Activity: For the word "mpsc", state how many lines of the listing below contain it. Give the number and nothing more.

Information given:
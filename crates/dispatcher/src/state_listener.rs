use std::sync::Arc;

use tokio::sync::mpsc;
use tracing::{debug, error, info, warn};

use docker_cron_core::{ContainerFilter, LifecycleEvent, LifecycleStatus, SchedulerResult};

use crate::fleet::Fleet;

/// 容器生命周期事件监听器
///
/// 新容器启动时重新加载容器列表（只处理新ID），容器退出时移除并取消其作业。
/// 单个事件处理失败只记录日志，不会结束订阅。
pub struct StateListener {
    fleet: Arc<Fleet>,
}

impl StateListener {
    pub fn new(fleet: Arc<Fleet>) -> Self {
        Self { fleet }
    }

    /// 消费事件直到通道关闭
    pub async fn run(self, mut events: mpsc::Receiver<LifecycleEvent>) {
        info!("开始监听容器生命周期事件");
        while let Some(event) = events.recv().await {
            if let Err(e) = self.process_event(&event).await {
                error!("处理容器 {} 的事件 {:?} 失败: {}", event.container_id, event.status, e);
            }
        }
        warn!("容器生命周期事件订阅已结束");
    }

    pub async fn process_event(&self, event: &LifecycleEvent) -> SchedulerResult<()> {
        match &event.status {
            LifecycleStatus::Start | LifecycleStatus::Restart => {
                info!("容器 {} 启动，重新加载容器", event.container_id);
                self.fleet
                    .load_containers_matching(&ContainerFilter::all())
                    .await?;
            }
            LifecycleStatus::Die => match self.fleet.delete_container(&event.container_id).await {
                Some(container) => info!("容器 {} 已退出，作业已停止", container.info),
                None => debug!("退出的容器 {} 不在注册表中", event.container_id),
            },
            LifecycleStatus::Other(status) => {
                debug!("忽略容器 {} 的事件 {}", event.container_id, status);
            }
        }
        Ok(())
    }
}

Task result: 2